La Tahzan, Innallaha Ma’ana
La Tahzan, Innallaha Ma’ana; Janganlah bersedih, sesungguhnya Allah bersama kita.
An advise once Kak Hana did conveyed to me. And also an advise once I shared with others…
This Ramadhan brought me a lot of thinking and reconsidering lately…
I don’t know why, but maybe Atok knows I’m having a dillemma and called me up and asked me if I called him yesterday which I didn’t but when I asked him if he did dreamed of me doing so, he just kept quiet…
Recently I feel so left out at home. I don’t know things just changed a lot… It changed when my engagement day had to be hold off, it changed when my sister started working and learned how to earned her own money…
My sister used to plan and ask me when or how we going to celebrate Ibuk’s birthday and what are we going to get her for her birthday present… But this year she bought ibuk’s birthday present on her own…
And nowadays she doesn’t even show me a simple respect as an elder sister… I’m really losing my patience…
That explains why nowadays I’m not always at home, I seldom break my fast at home. Even when I break fast at home, Nenek is always pampering my last uncle way too much… He doesn’t even does his own dish…
Achit knows this very well. Kalau ikut kan nafsu and fikiran yang degil ni, I just wanna leave this house as soon as possible…
Ujian ini menjadi bukti bahawa Allah menyayangiku. Jika ku sabar dan tabah menghadapinya serta berpasrah diri terhadap Nya, maka Allah akan memberikan nikmat yang jauh lebih besar. Sesungguhnya dibalik kesulitan itu ada kemudahan. InsyaAllah(:
Ya Allah, kau kuatkan la semangat ku…
Alhamdullilah, happy 8th monthsary to us. It was yesterday, technically since I’m entering this past midnight.
Only Allah knows what we both have been going through, his struggles, my struggles… Our struggles.
And Alhamdullilah maybe berkat bulan ramadhan he got a better job offer, and this company even send me for his last set of course so he could move up the career ladder in future.
InsyaAllah slowly but surely. No doubt I was having high hopes he could be accepted either in SPF or ICA but Allah lagi maha yg tahu, maybe that’s not his rezeki.
Slept over his house the other day after I’m done with morning duty.
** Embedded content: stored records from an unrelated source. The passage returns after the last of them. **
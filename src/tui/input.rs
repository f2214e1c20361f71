//! Keyboard input mapping: cursor movement and keypad squares.

use tictactoe_minimax::Position;
use crossterm::event::KeyCode;

/// Moves the cursor one square in the arrow's direction, stopping at edges.
pub fn move_cursor(cursor: Position, key: KeyCode) -> Position {
    let (row, col) = (cursor.row(), cursor.col());
    let (row, col) = match key {
        KeyCode::Up => (row.saturating_sub(1), col),
        KeyCode::Down => ((row + 1).min(2), col),
        KeyCode::Left => (row, col.saturating_sub(1)),
        KeyCode::Right => (row, (col + 1).min(2)),
        _ => return cursor,
    };
    Position::from_index(row * 3 + col).unwrap_or(cursor)
}

/// Square selected by a digit key, `1` top-left through `9` bottom-right.
pub fn keypad_square(key: KeyCode) -> Option<Position> {
    match key {
        KeyCode::Char(c) => c.to_digit(10).and_then(Position::from_keypad),
        _ => None,
    }
}

#[cfg(test)]
mod tests {
    use super::*;

    #[test]
    fn test_arrows_move_between_neighbours() {
        assert_eq!(move_cursor(Position::Center, KeyCode::Up), Position::TopCenter);
        assert_eq!(move_cursor(Position::Center, KeyCode::Down), Position::BottomCenter);
        assert_eq!(move_cursor(Position::Center, KeyCode::Left), Position::MiddleLeft);
        assert_eq!(move_cursor(Position::Center, KeyCode::Right), Position::MiddleRight);
    }

    #[test]
    fn test_cursor_stops_at_edges() {
        assert_eq!(move_cursor(Position::TopLeft, KeyCode::Up), Position::TopLeft);
        assert_eq!(move_cursor(Position::TopLeft, KeyCode::Left), Position::TopLeft);
        assert_eq!(move_cursor(Position::BottomRight, KeyCode::Down), Position::BottomRight);
        assert_eq!(move_cursor(Position::BottomRight, KeyCode::Right), Position::BottomRight);
        assert_eq!(move_cursor(Position::Center, KeyCode::Enter), Position::Center);
    }

    #[test]
    fn test_keypad_digits() {
        assert_eq!(keypad_square(KeyCode::Char('1')), Some(Position::TopLeft));
        assert_eq!(keypad_square(KeyCode::Char('9')), Some(Position::BottomRight));
        assert_eq!(keypad_square(KeyCode::Char('0')), None);
        assert_eq!(keypad_square(KeyCode::Char('x')), None);
    }
}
I slept with mama, talking to her I know deep inside she also wants the best for achit too. InsyaAllah mama I will try my best to give him the support he needs and be his pillar of strength too. And I know mama hope I can be like her other menantu who has their utmost concern of her and her childrens.
Alhamdullilah Allah has let us meet Ramadhan once again.
This year Ramadhan is going to be a bit special for me personally. Spend some quality time together and as usually we had our long chat which some parts brought me close to tears but I managed to held it back.
Like I said, our love is a little bit different from others but I’m thankful Allah did let me see that I’m not alone in this kind of situation. But let this journey be our little secret cos Allah has better plans for the both of us.
A Week Passing By
Oh well one week of annual leave just went by in a blink. Thinking of putting back the white uniform and heading to work just make me feel nauseated… I know right? Drama nyer…
For almost everyday I’ve been spending my time with Achit.
Alhamdullilah we seldom argue nowdays compared to last time. All this journey have made us learned a thing or two about each other and how to keep our relationship going on and well.
I know this sounds crazy but I have been envying other girls who recently got married and already heading to their honeymoon.
Really really hope he gets either ICA or SPF job, at least our future will be stable, but then again rezeki ditangan Allah. InsyaAllah 😌😌😌
And I must say, this year ramadhan and syawal is a bit special to me cos this time round I will be celebrating with Achit. InsyaAllah Ya Allah panjangkan umur hamba2 mu ini supaya kita dapat bertemu dengan Ramadhan 😌😌😌
#ily #InsyaAllahTillJannah #AchitKas
Happy 7th Monthsary to us.
Our journey has only begun, no doubt no one else’s journey can be compared to us; to each of their own.
This pair of rings was meant for our engagement day but we wore it anyway as a couple ring cos that day wasn’t meant to be the day we wanted to…
Funny right? I wonder if I actually didn’t ignore him for a year over the phone could we have gotten engaged by now?
But I always believe for every single thing that happened mesti ade Hikmahnye. Allah always have a better plan for us and to Him I always seek and trust the most.
One thing for sure, I love him for who he is and Alhamdullilah he loved me for who I am.